[Dataset excerpts]

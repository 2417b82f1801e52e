//! # API Errors
//!
//! Error types for API operations.

use thiserror::Error;

/// Errors that can occur during API operations.
///
/// Every failed request is classified into exactly one variant. Each
/// variant carries a human-readable message and a verbose `details` blob
/// (method, URL, status, payloads) for diagnostics.
#[derive(Error, Debug, Clone, PartialEq, Eq)]
pub enum ApiError {
    /// The backend answered with a non-2xx status.
    #[error("server error: {status} - {message}")]
    Server {
        /// HTTP status code.
        status: u16,
        /// Message parsed from the response, or the status text.
        message: String,
        /// Request/response trace.
        details: String,
    },

    /// The request was sent but no response arrived.
    #[error("network error: {message}")]
    Network {
        /// What went wrong on the wire.
        message: String,
        /// Request trace.
        details: String,
    },

    /// The request could not be constructed or sent at all.
    #[error("request error: {message}")]
    Client {
        /// Why the request could not be built.
        message: String,
        /// Request trace.
        details: String,
    },
}

impl ApiError {
    /// Short title suitable for a notification header.
    #[must_use]
    pub fn title(&self) -> &'static str {
        match self {
            Self::Server { status, .. } => match status {
                400 => "Bad request",
                401 => "Unauthorized",
                403 => "Access denied",
                404 => "Not found",
                409 => "Conflict",
                422 => "Validation failed",
                500..=599 => "Server error",
                _ => "Request failed",
            },
            Self::Network { .. } => "Network error",
            Self::Client { .. } => "Request error",
        }
    }

    /// Human-readable description of the failure.
    #[must_use]
    pub fn message(&self) -> &str {
        match self {
            Self::Server { message, .. }
            | Self::Network { message, .. }
            | Self::Client { message, .. } => message,
        }
    }

    /// Verbose diagnostic trace.
    #[must_use]
    pub fn details(&self) -> &str {
        match self {
            Self::Server { details, .. }
            | Self::Network { details, .. }
            | Self::Client { details, .. } => details,
        }
    }

    /// HTTP status, when a response was received.
    #[must_use]
    pub fn status(&self) -> Option<u16> {
        match self {
            Self::Server { status, .. } => Some(*status),
            _ => None,
        }
    }

    /// Returns true if the backend rejected the credentials or token.
    #[must_use]
    pub fn is_unauthorized(&self) -> bool {
        self.status() == Some(401)
    }
}

/// Result type for API operations.
pub type ApiResult<T> = Result<T, ApiError>;
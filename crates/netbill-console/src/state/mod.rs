//! # Application State
//!
//! The state bundle handed to front ends.

mod app_state;

pub use app_state::AppState;
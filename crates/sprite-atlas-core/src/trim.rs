use crate::model::{Rect, Size};
use image::{RgbaImage, imageops};

/// Pixels and geometry of a sprite after the optional trim step.
#[derive(Debug, Clone)]
pub struct Trimmed {
    /// `rect.w x rect.h` RGBA8 pixels.
    pub pixels: RgbaImage,
    /// Region of the source the pixels came from.
    pub rect: Rect,
    /// Source dimensions before trimming.
    pub src_size: Size,
    /// True if `rect` is smaller than the source.
    pub trimmed: bool,
}

fn row_blank(raw: &[u8], width: u32, y: u32) -> bool {
    let stride = width as usize * 4;
    let start = y as usize * stride;
    raw[start..start + stride].chunks_exact(4).all(|px| px[3] == 0)
}

fn col_blank(raw: &[u8], width: u32, height: u32, x: u32) -> bool {
    (0..height).all(|y| raw[(y as usize * width as usize + x as usize) * 4 + 3] == 0)
}

/// Minimal bounding box of pixels with non-zero alpha.
///
/// Rows are scanned top-down then bottom-up to the top bound; columns are
/// scanned left-right then right-left over the full image height. A fully
/// transparent image yields a 1x1 rect at the origin.
pub fn trim_bounds(rgba: &RgbaImage) -> Rect {
    let (w, h) = rgba.dimensions();
    let raw = rgba.as_raw();

    let mut top = 0;
    while top < h && row_blank(raw, w, top) {
        top += 1;
    }
    let mut height = 0;
    if top < h {
        let mut bottom = h - 1;
        while bottom > top && row_blank(raw, w, bottom) {
            bottom -= 1;
        }
        height = bottom - top + 1;
    }

    let mut left = 0;
    while left < w && col_blank(raw, w, h, left) {
        left += 1;
    }
    let mut width = 0;
    if left < w {
        let mut right = w - 1;
        while right > left && col_blank(raw, w, h, right) {
            right -= 1;
        }
        width = right - left + 1;
    }

    // completely blank: reserve 1x1
    if width == 0 {
        left = 0;
        width = 1;
    }
    if height == 0 {
        top = 0;
        height = 1;
    }
    Rect::new(left, top, width, height)
}

/// Trim transparent borders off `rgba`.
pub fn trim_alpha(rgba: &RgbaImage) -> Trimmed {
    let (w, h) = rgba.dimensions();
    let rect = trim_bounds(rgba);
    let pixels = if w == 0 || h == 0 {
        RgbaImage::new(1, 1)
    } else {
        imageops::crop_imm(rgba, rect.x, rect.y, rect.w, rect.h).to_image()
    };
    Trimmed {
        pixels,
        rect,
        src_size: Size::new(w, h),
        trimmed: rect != Rect::new(0, 0, w, h),
    }
}

/// Wrap `rgba` unchanged: the rect covers the whole source.
pub fn untrimmed(rgba: RgbaImage) -> Trimmed {
    let (w, h) = rgba.dimensions();
    Trimmed {
        pixels: rgba,
        rect: Rect::new(0, 0, w, h),
        src_size: Size::new(w, h),
        trimmed: false,
    }
}
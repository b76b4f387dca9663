//! Atlas assembly engine: turns directories of sprites into packed atlas
//! images plus per-tile metadata.
//!
//! - Loading: glob expansion, optional alpha trim, SHA-256 content dedup
//! - Packing: any [`BinPacker`]; a multi-bin MaxRects packer is built in
//! - Compositing: rotation-aware blit, 1px edge bleed, optional debug outlines
//! - Metadata: one document per bin, compact JSON or CBOR by file extension
//!
//! Quick example:
//! ```ignore
//! use sprite_atlas_core::{BuildOptions, RunConfig, RunPaths, run};
//! # fn main() -> anyhow::Result<()> {
//! let path = std::path::Path::new("assets/atlas.json");
//! let cfg = RunConfig::from_json(&std::fs::read_to_string(path)?)?;
//! let paths = RunPaths::for_config_file(path, &cfg);
//! let out = run(&cfg, &paths, &BuildOptions::default())?;
//! println!("{}", out.stats().summary());
//! # Ok(()) }
//! ```

pub mod anchors;
pub mod compositing;
pub mod config;
pub mod error;
pub mod export;
pub mod loader;
pub mod model;
pub mod packer;
pub mod pipeline;
pub mod trim;

pub use config::*;
pub use error::*;
pub use export::*;
pub use model::*;
pub use packer::*;
pub use pipeline::*;

/// Convenience prelude for common types and functions.
/// Importing `sprite_atlas_core::prelude::*` brings the primary APIs into scope.
pub mod prelude {
    pub use crate::config::{AnchorSpec, DirOptions, DirSpec, MaxRectsHeuristic, RunConfig};
    pub use crate::export::{AtlasMetadata, MetadataFormat, TileEntry};
    pub use crate::loader::{ImageSet, LoadJob};
    pub use crate::model::{Anchor, AtlasStats, Bin, ImageRecord, Placement, Rect, Size};
    pub use crate::packer::{BinPacker, PackItem, PackOptions, PackedBin, PackedRect};
    pub use crate::{AtlasOutput, BuildOptions, RunPaths, build_atlas, run};
}
use std::fs;
use std::path::{Path, PathBuf};

use anyhow::Context;
use clap::{ArgAction, Parser, Subcommand};
use sprite_atlas_core::{AtlasMetadata, AtlasOutput, BuildOptions, RunConfig, RunPaths};
use tracing::info;

#[derive(Parser, Debug)]
#[command(
    name = "sprite-atlas",
    about = "Pack sprite directories into atlas images with tile metadata",
    version,
    author
)]
struct Cli {
    #[command(subcommand)]
    command: Commands,
    /// Increase verbosity (-v, -vv)
    #[arg(short, long, action=ArgAction::Count, global=true, help_heading = "Logging")]
    verbose: u8,
    /// Quiet mode (overrides verbose)
    #[arg(
        short,
        long,
        default_value_t = false,
        global = true,
        help_heading = "Logging"
    )]
    quiet: bool,
}

#[derive(Subcommand, Debug)]
enum Commands {
    /// Build an atlas from a run configuration (JSON, or YAML by extension)
    Pack(PackArgs),
    /// Decode an atlas metadata file (.json or .cb) and print it as JSON
    Inspect(InspectArgs),
}

#[derive(Parser, Debug, Clone)]
struct PackArgs {
    /// Run configuration file
    #[arg(help_heading = "Input/Output")]
    config: PathBuf,
    /// Outline every placement in the atlas image
    #[arg(long, default_value_t = false, help_heading = "Debug")]
    debug: bool,
    /// Build everything in memory but write no files
    #[arg(long, default_value_t = false, help_heading = "Debug")]
    dry_run: bool,
    /// Print the parsed configuration (json|yaml) and exit
    #[arg(long, value_parser = ["json", "yaml"], help_heading = "Debug")]
    print_config: Option<String>,
    /// Export packing stats (JSON) to this file
    #[arg(long, help_heading = "Export")]
    export_stats: Option<PathBuf>,
}

#[derive(Parser, Debug, Clone)]
struct InspectArgs {
    /// Metadata file
    file: PathBuf,
}

fn main() -> anyhow::Result<()> {
    let cli = Cli::parse();
    init_tracing_with_level(cli.quiet, cli.verbose);
    match &cli.command {
        Commands::Pack(args) => run_pack(args),
        Commands::Inspect(args) => run_inspect(args),
    }
}

fn load_config(path: &Path) -> anyhow::Result<RunConfig> {
    let text =
        fs::read_to_string(path).with_context(|| format!("read config {}", path.display()))?;
    let is_yaml = matches!(
        path.extension()
            .and_then(|e| e.to_str())
            .map(|s| s.to_ascii_lowercase()),
        Some(ext) if matches!(ext.as_str(), "yaml" | "yml")
    );
    let cfg = if is_yaml {
        serde_yaml::from_str(&text).with_context(|| format!("parse {}", path.display()))?
    } else {
        RunConfig::from_json(&text).with_context(|| format!("parse {}", path.display()))?
    };
    Ok(cfg)
}

fn run_pack(args: &PackArgs) -> anyhow::Result<()> {
    let cfg = load_config(&args.config)?;

    if let Some(format) = &args.print_config {
        match format.as_str() {
            "yaml" => println!("{}", serde_yaml::to_string(&cfg)?),
            _ => println!("{}", serde_json::to_string_pretty(&cfg)?),
        }
        return Ok(());
    }

    let paths = RunPaths::for_config_file(&args.config, &cfg);
    let opts = BuildOptions { debug: args.debug };
    let out = if args.dry_run {
        sprite_atlas_core::build_atlas(&cfg, &paths, &opts)?
    } else {
        sprite_atlas_core::run(&cfg, &paths, &opts)
            .with_context(|| format!("build atlas from {}", args.config.display()))?
    };

    report(&out);

    if let Some(stats_path) = &args.export_stats {
        let stats = out.stats();
        if args.dry_run {
            println!("{}", stats.summary());
        } else {
            fs::write(stats_path, serde_json::to_string_pretty(&stats)?)
                .with_context(|| format!("write {}", stats_path.display()))?;
            info!(?stats_path, "stats exported");
        }
    }
    Ok(())
}

fn report(out: &AtlasOutput) {
    let stats = out.stats();
    info!(
        sprites = out.sprite_count,
        duplicates = out.images.duplicates(),
        bins = stats.num_bins,
        occupancy = format!("{:.2}%", stats.occupancy * 100.0),
        wasted_px = stats.wasted_area(),
        "stats"
    );
    for b in &out.bins {
        info!(
            image = %b.image_path.display(),
            data = %b.data_path.display(),
            width = b.bin.width,
            height = b.bin.height,
            tiles = b.metadata.tiles.len(),
            "bin"
        );
    }
}

fn run_inspect(args: &InspectArgs) -> anyhow::Result<()> {
    let meta = AtlasMetadata::read(&args.file)
        .with_context(|| format!("read {}", args.file.display()))?;
    println!("{}", serde_json::to_string_pretty(&meta)?);
    Ok(())
}

fn init_tracing_with_level(quiet: bool, verbose: u8) {
    let level = if quiet {
        "error".to_string()
    } else {
        match verbose {
            0 => "info".into(),
            1 => "debug".into(),
            _ => "trace".into(),
        }
    };
    let _ = tracing_subscriber::fmt()
        .with_env_filter(level)
        .with_target(false)
        .try_init();
}
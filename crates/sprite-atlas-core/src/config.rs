use crate::error::{AtlasError, Result};
use crate::model::Anchor;
use serde::{Deserialize, Serialize};
use std::str::FromStr;

/// Run configuration document.
///
/// Key notes:
///   - `stage` is resolved against the directory holding the config file; `dirs` resolve under it
///   - `write_image` / `write_data` are resolved against the config file's directory
///   - `dirs` is required; an absent or empty list aborts the run before any work starts
#[derive(Debug, Clone, Serialize, Deserialize)]
#[serde(rename_all = "camelCase")]
pub struct RunConfig {
    #[serde(default = "default_stage")]
    pub stage: String,
    #[serde(default)]
    pub dirs: Option<Vec<DirSpec>>,
    #[serde(default = "default_glob")]
    pub default_glob: String,
    #[serde(default)]
    pub default_anchor: Option<Anchor>,
    #[serde(default)]
    pub trim_default: bool,
    pub write_image: String,
    pub write_data: String,

    /// Maximum bin width in pixels.
    #[serde(default = "default_max_dim")]
    pub max_width: u32,
    /// Maximum bin height in pixels.
    #[serde(default = "default_max_dim")]
    pub max_height: u32,
    /// Pixels between neighbouring sprites.
    #[serde(default = "default_padding")]
    pub padding: u32,
    /// Allow 90° rotations where the packer finds them beneficial.
    #[serde(default = "default_true")]
    pub allow_rotation: bool,
    #[serde(default)]
    pub heuristic: MaxRectsHeuristic,
}

/// A directory to load sprites from: either a bare name or a detailed spec.
#[derive(Debug, Clone, Serialize, Deserialize, PartialEq)]
#[serde(untagged)]
pub enum DirSpec {
    Name(String),
    Detailed(DirOptions),
}

#[derive(Debug, Clone, Serialize, Deserialize, PartialEq)]
#[serde(rename_all = "camelCase")]
pub struct DirOptions {
    pub name: String,
    /// Overrides the run's `defaultGlob` for this directory.
    #[serde(default)]
    pub glob: Option<String>,
    /// Overrides the run's `trimDefault` for this directory.
    #[serde(default)]
    pub trim: Option<bool>,
    #[serde(default)]
    pub anchors: Vec<AnchorSpec>,
    /// Overrides the run's `defaultAnchor` for this directory.
    #[serde(default)]
    pub default_anchor: Option<Anchor>,
}

/// Binds files matching `glob` (relative to the directory) to an anchor point.
#[derive(Debug, Clone, Serialize, Deserialize, PartialEq)]
pub struct AnchorSpec {
    pub glob: String,
    #[serde(default)]
    pub anchor: Option<Anchor>,
    /// Use `anchor` verbatim as an absolute point.
    #[serde(default)]
    pub abs: bool,
}

/// A `DirSpec` with every run-level default filled in.
#[derive(Debug, Clone, PartialEq)]
pub struct ResolvedDir {
    pub name: String,
    pub glob: String,
    pub trim: bool,
    pub anchors: Vec<AnchorSpec>,
    pub default_anchor: Anchor,
}

impl DirSpec {
    pub fn name(&self) -> &str {
        match self {
            DirSpec::Name(n) => n,
            DirSpec::Detailed(d) => &d.name,
        }
    }

    pub fn resolve(&self, run: &RunConfig) -> ResolvedDir {
        let run_anchor = run.default_anchor.unwrap_or_default();
        match self {
            DirSpec::Name(name) => ResolvedDir {
                name: name.clone(),
                glob: run.default_glob.clone(),
                trim: run.trim_default,
                anchors: Vec::new(),
                default_anchor: run_anchor,
            },
            DirSpec::Detailed(d) => ResolvedDir {
                name: d.name.clone(),
                glob: d.glob.clone().unwrap_or_else(|| run.default_glob.clone()),
                trim: d.trim.unwrap_or(run.trim_default),
                anchors: d.anchors.clone(),
                default_anchor: d.default_anchor.unwrap_or(run_anchor),
            },
        }
    }
}

/// MaxRects placement heuristics.
#[derive(Debug, Clone, Copy, Serialize, Deserialize, PartialEq, Eq, Default)]
#[serde(rename_all = "lowercase")]
pub enum MaxRectsHeuristic {
    #[default]
    BestAreaFit,
    BestShortSideFit,
    BestLongSideFit,
    BottomLeft,
    ContactPoint,
}

impl FromStr for MaxRectsHeuristic {
    type Err = ();
    fn from_str(s: &str) -> std::result::Result<Self, Self::Err> {
        match s.to_ascii_lowercase().as_str() {
            "baf" | "bestareafit" => Ok(Self::BestAreaFit),
            "bssf" | "bestshortsidefit" => Ok(Self::BestShortSideFit),
            "blsf" | "bestlongsidefit" => Ok(Self::BestLongSideFit),
            "bl" | "bottomleft" => Ok(Self::BottomLeft),
            "cp" | "contactpoint" => Ok(Self::ContactPoint),
            _ => Err(()),
        }
    }
}

impl RunConfig {
    /// Parse a JSON run configuration.
    pub fn from_json(s: &str) -> Result<Self> {
        serde_json::from_str(s).map_err(|e| AtlasError::InvalidConfig(e.to_string()))
    }

    /// Validates the configuration.
    ///
    /// Returns an error if:
    /// - `dirs` is absent or empty
    /// - bin dimensions are zero
    /// - an `abs` anchor spec carries no anchor point
    pub fn validate(&self) -> Result<()> {
        let dirs = match &self.dirs {
            Some(d) if !d.is_empty() => d,
            _ => return Err(AtlasError::NoDirectories),
        };

        if self.max_width == 0 || self.max_height == 0 {
            return Err(AtlasError::InvalidDimensions {
                width: self.max_width,
                height: self.max_height,
            });
        }

        for dir in dirs {
            if dir.name().is_empty() {
                return Err(AtlasError::InvalidConfig("directory with empty name".into()));
            }
            if let DirSpec::Detailed(d) = dir {
                if let Some(spec) = d.anchors.iter().find(|a| a.abs && a.anchor.is_none()) {
                    return Err(AtlasError::InvalidConfig(format!(
                        "absolute anchor for `{}` in `{}` has no anchor point",
                        spec.glob, d.name
                    )));
                }
            }
        }
        Ok(())
    }

    /// Directories with run-level defaults applied, in declaration order.
    pub fn resolved_dirs(&self) -> Vec<ResolvedDir> {
        self.dirs
            .iter()
            .flatten()
            .map(|d| d.resolve(self))
            .collect()
    }

    /// Create a fluent builder for `RunConfig`.
    pub fn builder() -> RunConfigBuilder {
        RunConfigBuilder::new()
    }
}

fn default_stage() -> String {
    ".".into()
}
fn default_glob() -> String {
    "*.png".into()
}
fn default_max_dim() -> u32 {
    2048
}
fn default_padding() -> u32 {
    2
}
fn default_true() -> bool {
    true
}

/// Builder for `RunConfig`, mostly for programmatic runs and tests.
#[derive(Debug, Clone)]
pub struct RunConfigBuilder {
    cfg: RunConfig,
}

impl Default for RunConfigBuilder {
    fn default() -> Self {
        Self::new()
    }
}

impl RunConfigBuilder {
    pub fn new() -> Self {
        Self {
            cfg: RunConfig {
                stage: default_stage(),
                dirs: None,
                default_glob: default_glob(),
                default_anchor: None,
                trim_default: false,
                write_image: "atlas.png".into(),
                write_data: "atlas.json".into(),
                max_width: default_max_dim(),
                max_height: default_max_dim(),
                padding: default_padding(),
                allow_rotation: true,
                heuristic: MaxRectsHeuristic::default(),
            },
        }
    }
    pub fn stage(mut self, v: impl Into<String>) -> Self {
        self.cfg.stage = v.into();
        self
    }
    pub fn dir(mut self, v: DirSpec) -> Self {
        self.cfg.dirs.get_or_insert_with(Vec::new).push(v);
        self
    }
    pub fn default_glob(mut self, v: impl Into<String>) -> Self {
        self.cfg.default_glob = v.into();
        self
    }
    pub fn default_anchor(mut self, v: Anchor) -> Self {
        self.cfg.default_anchor = Some(v);
        self
    }
    pub fn trim_default(mut self, v: bool) -> Self {
        self.cfg.trim_default = v;
        self
    }
    pub fn write_image(mut self, v: impl Into<String>) -> Self {
        self.cfg.write_image = v.into();
        self
    }
    pub fn write_data(mut self, v: impl Into<String>) -> Self {
        self.cfg.write_data = v.into();
        self
    }
    pub fn with_max_dimensions(mut self, w: u32, h: u32) -> Self {
        self.cfg.max_width = w;
        self.cfg.max_height = h;
        self
    }
    pub fn padding(mut self, v: u32) -> Self {
        self.cfg.padding = v;
        self
    }
    pub fn allow_rotation(mut self, v: bool) -> Self {
        self.cfg.allow_rotation = v;
        self
    }
    pub fn heuristic(mut self, v: MaxRectsHeuristic) -> Self {
        self.cfg.heuristic = v;
        self
    }
    pub fn build(self) -> RunConfig {
        self.cfg
    }
}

[/Dataset excerpts]

Show all lines in the entries above where the string "HTTP" appears.

        /// HTTP status code.
    /// HTTP status, when a response was received.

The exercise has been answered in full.